M. Labeaume a fait cette affirmation en réponse à la sortie de Démocratie Québec qui demande l'abandon de ce projet d'usine de biométhanisation de 100 millions $.

Une loi oblige les municipalités à se doter d'une telle usine pour 2020, année où sera interdit l'incinération et enfouissement de toute matière organique comme les boues municipales ou les restes de table.

«On tente de gagner un an au point de vue budgétaire. On voudrait étirer un peu plus les investissements», a dit M. Labeaume. Le maire de Québec a formulé publiquement une telle demande à quelques reprises depuis juin.

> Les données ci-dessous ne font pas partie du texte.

#[derive(Debug, Error)]
pub enum SelectionError {
    #[error("invalid selection config: {0}")]
    InvalidConfig(String),
    #[error(
        "insufficient samples to cross-validate: {n_train_samples} training rows give {n_splits} folds"
    )]
    InsufficientFoldCount {
        n_train_samples: usize,
        n_splits: usize,
    },
    #[error("no viable feature subset: {evaluated} evaluated, {failed} failed")]
    NoViableSubset { evaluated: usize, failed: usize },
    #[error("table error: {0}")]
    Table(#[from] TableError),
}

#[derive(Debug, Clone, PartialEq, Serialize, Deserialize)]
pub struct ScoredSubset {
    pub features: Vec<String>,
    pub mse: f64,
}

#[derive(Debug, Clone, PartialEq, Serialize, Deserialize)]
pub struct SubsetFailure {
    pub features: Vec<String>,
    pub reason: String,
}

#[derive(Debug, Clone, PartialEq, Serialize, Deserialize)]
pub struct SubsetSearch {
    pub best: Option<ScoredSubset>,
    pub evaluated: usize,
    pub failed: usize,
    /// First failures only; `failed` holds the full count.
    pub failures: Vec<SubsetFailure>,
}

/// Serializable outcome of one (uid, split) selection.
#[derive(Debug, Clone, PartialEq, Serialize, Deserialize)]
pub struct SelectionRecord {
    pub key: PairKey,
    pub features: Vec<String>,
    pub mse: f64,
    pub n_train_samples: usize,
    pub n_test_samples: usize,
    pub n_folds: usize,
    pub subsets_evaluated: usize,
    pub subsets_failed: usize,
}

#[derive(Debug, Clone, PartialEq)]
pub struct SelectionResult {
    pub record: SelectionRecord,
    /// Winning features followed by target, uid and label_date.
    pub output_columns: Vec<String>,
    pub train: ObservationTable,
    pub test: ObservationTable,
}

/// Lexicographic `k`-combinations of `0..n`.
#[derive(Debug, Clone)]
pub struct Combinations {
    n: usize,
    indices: Vec<usize>,
    started: bool,
    done: bool,
}

impl Combinations {
    pub fn new(n: usize, k: usize) -> Self {
        Self {
            n,
            indices: (0..k).collect(),
            started: false,
            done: k == 0 || k > n,
        }
    }
}

impl Iterator for Combinations {
    type Item = Vec<usize>;

    fn next(&mut self) -> Option<Vec<usize>> {
        if self.done {
            return None;
        }
        if !self.started {
            self.started = true;
            return Some(self.indices.clone());
        }

        let k = self.indices.len();
        let mut i = k;
        while i > 0 {
            i -= 1;
            if self.indices[i] < self.n - k + i {
                self.indices[i] += 1;
                for j in i + 1..k {
                    self.indices[j] = self.indices[j - 1] + 1;
                }
                return Some(self.indices.clone());
            }
        }

        self.done = true;
        None
    }
}

/// Number of subsets of size 1..=max_k drawn from `n` candidates.
pub fn subset_count(n: usize, max_k: usize) -> u128 {
    let mut total = 0u128;
    let mut choose = 1u128;
    for k in 1..=max_k.min(n) {
        choose = match choose.checked_mul((n - k + 1) as u128) {
            Some(product) => product / k as u128,
            None => return u128::MAX,
        };
        total = total.saturating_add(choose);
    }
    total
}

/// Scores every subset of `candidates` up to `max_features` columns and
/// keeps the lowest cross-validated MSE.
///
/// `columns[i]` holds the training values of `candidates[i]`, aligned with
/// `targets`. Subsets that fail to fit are counted and skipped.
pub fn search_best_subset<R: Regressor>(
    candidates: &[String],
    columns: &[Vec<Option<f64>>],
    targets: &[f64],
    max_features: usize,
    regressor: &R,
) -> Result<SubsetSearch, SelectionError> {
    let n_samples = targets.len();
    let n_splits = fold_count(n_samples);
    let folds = time_series_folds(n_samples, n_splits).map_err(|_| {
        SelectionError::InsufficientFoldCount {
            n_train_samples: n_samples,
            n_splits,
        }
    })?;

    let mut search = SubsetSearch {
        best: None,
        evaluated: 0,
        failed: 0,
        failures: Vec::new(),
    };

    for k in 1..=max_features.min(candidates.len()) {
        for combo in Combinations::new(candidates.len(), k) {
            search.evaluated += 1;
            match score_subset(candidates, columns, targets, &combo, &folds, regressor) {
                Ok(mse) => {
                    let improves = search.best.as_ref().map_or(true, |best| mse < best.mse);
                    if improves {
                        search.best = Some(ScoredSubset {
                            features: combo.iter().map(|&i| candidates[i].clone()).collect(),
                            mse,
                        });
                    }
                }
                Err(err) => {
                    let features: Vec<String> =
                        combo.iter().map(|&i| candidates[i].clone()).collect();
                    warn!(
                        component = "selection",
                        event = "selection.subset.failed",
                        features = ?features,
                        error = %err
                    );
                    search.failed += 1;
                    if search.failures.len() < MAX_REPORTED_FAILURES {
                        search.failures.push(SubsetFailure {
                            features,
                            reason: err.to_string(),
                        });
                    }
                }
            }
        }
        debug!(
            component = "selection",
            event = "selection.size.finish",
            k = k,
            evaluated = search.evaluated,
            best_mse = ?search.best.as_ref().map(|b| b.mse)
        );
    }

    Ok(search)
}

«L'autorisation sera dans la négociation du pacte fiscal», a révélé le maire de Québec jeudi. Et ce, même s'il a dit qu'il ne voulait «pas négocier sur la place publique pour le pacte fiscal». Une rencontre de négociation se tient d'ailleurs vendredi entre le ministre des Affaires municipales, Pierre Moreau, l'Union des municipalités du Québec et les maires de Québec et de Montréal.

Jeudi, Régis Labeaume a dit «porter le dossier» d'une demande de report aussi au nom d'autres municipalités. Il assure que des maires de plusieurs villes trouvent l'échéance de 2020 un peu trop proche.